What this task involves - Search the data below for the string "when". Extract every line that contains it.

── Given records

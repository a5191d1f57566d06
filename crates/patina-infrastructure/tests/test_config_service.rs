use patina_core::config::RootConfig;
use patina_infrastructure::ConfigService;
use std::fs;
use tempfile::TempDir;

fn service_in(dir: &TempDir) -> ConfigService {
    ConfigService::with_path(dir.path().join("patina").join("config.toml"))
}

#[test]
fn test_missing_file_yields_defaults() {
    let temp_dir = TempDir::new().unwrap();
    let service = service_in(&temp_dir);

    let config = service.get_config().unwrap();
    assert_eq!(config, RootConfig::default());
    assert!(!service.path().exists());
}

#[test]
fn test_partial_file_keeps_defaults_for_the_rest() {
    let temp_dir = TempDir::new().unwrap();
    let path = temp_dir.path().join("config.toml");
    fs::write(
        &path,
        r#"
[extractor]
model = "claude-haiku-4-5"
"#,
    )
    .unwrap();

    let config = ConfigService::with_path(&path).get_config().unwrap();
    assert_eq!(config.extractor.model, "claude-haiku-4-5");
    assert_eq!(config.extractor.max_tokens, 1024);
    assert_eq!(config.aggregation.epsilon, 1.0);
}

#[test]
fn test_malformed_toml_is_a_config_error() {
    let temp_dir = TempDir::new().unwrap();
    let path = temp_dir.path().join("config.toml");
    fs::write(&path, "[aggregation\nepsilon = ").unwrap();

    let err = ConfigService::with_path(&path).get_config().unwrap_err();
    assert!(err.is_config());
}

#[test]
fn test_invalid_values_are_rejected() {
    let temp_dir = TempDir::new().unwrap();
    let path = temp_dir.path().join("config.toml");
    fs::write(&path, "[aggregation]\nepsilon = -2.0\n").unwrap();

    let err = ConfigService::with_path(&path).get_config().unwrap_err();
    assert!(err.is_config());
}

#[test]
fn test_save_round_trips_and_creates_directories() {
    let temp_dir = TempDir::new().unwrap();
    let service = service_in(&temp_dir);

    let mut config = RootConfig::default();
    config.aggregation.near_radius = 640.0;
    service.save(&config).unwrap();
    assert!(service.path().exists());

    let fresh = ConfigService::with_path(service.path());
    assert_eq!(fresh.get_config().unwrap().aggregation.near_radius, 640.0);
}

#[test]
fn test_save_refuses_invalid_config() {
    let temp_dir = TempDir::new().unwrap();
    let service = service_in(&temp_dir);

    let mut config = RootConfig::default();
    config.extractor.max_tokens = 0;
    assert!(service.save(&config).is_err());
    assert!(!service.path().exists());
}

#[test]
fn test_cache_survives_file_changes_until_invalidated() {
    let temp_dir = TempDir::new().unwrap();
    let path = temp_dir.path().join("config.toml");
    fs::write(&path, "[aggregation]\nepsilon = 5.0\n").unwrap();

    let service = ConfigService::with_path(&path);
    assert_eq!(service.get_config().unwrap().aggregation.epsilon, 5.0);

    fs::write(&path, "[aggregation]\nepsilon = 9.0\n").unwrap();
    assert_eq!(service.get_config().unwrap().aggregation.epsilon, 5.0);

    service.invalidate_cache().unwrap();
    assert_eq!(service.get_config().unwrap().aggregation.epsilon, 9.0);
}
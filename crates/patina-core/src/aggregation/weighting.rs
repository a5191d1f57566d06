//! Spatial weighting stage.

use crate::canvas::Canvas;
use crate::proximity::{centroid, distance_to_weight, euclidean_distance};
use crate::store::ContributionStore;
use crate::vibe::VibeContribution;

/// One item's contribution and its influence, borrowed for a single
/// aggregation pass.
#[derive(Debug, Clone, Copy, PartialEq)]
pub struct WeightedContribution<'a> {
    pub item_id: &'a str,
    pub contribution: &'a VibeContribution,
    pub weight: f64,
}

/// Weights every qualifying item by its distance to the group's centroid.
///
/// An item qualifies when it is visible, of a contributing kind, and has a
/// cached contribution. Cache entries for items not on the canvas are
/// ignored. Returns an empty vec when nothing qualifies; otherwise the
/// result is ordered by item id.
pub fn compute_weighted_contributions<'a>(
    canvas: &'a Canvas,
    store: &'a ContributionStore,
    epsilon: f64,
) -> Vec<WeightedContribution<'a>> {
    let mut qualifying: Vec<_> = canvas
        .visible_items()
        .iter()
        .filter(|item| item.kind.is_contributing())
        .filter_map(|item| store.get(&item.id).map(|vibe| (item, vibe)))
        .collect();
    // Id order keeps the centroid sum independent of canvas ordering, so a
    // hidden-then-restored item reproduces the exact same weights.
    qualifying.sort_by(|(a, _), (b, _)| a.id.cmp(&b.id));

    if qualifying.is_empty() {
        return Vec::new();
    }

    let center = centroid(qualifying.iter().map(|(item, _)| item.position));

    qualifying
        .into_iter()
        .map(|(item, vibe)| WeightedContribution {
            item_id: item.id.as_str(),
            contribution: vibe,
            weight: distance_to_weight(euclidean_distance(item.position, center), epsilon),
        })
        .collect()
}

────

Completed exercise -
/// An item qualifies when it is visible, of a contributing kind, and has a
/// ignored. Returns an empty vec when nothing qualifies; otherwise the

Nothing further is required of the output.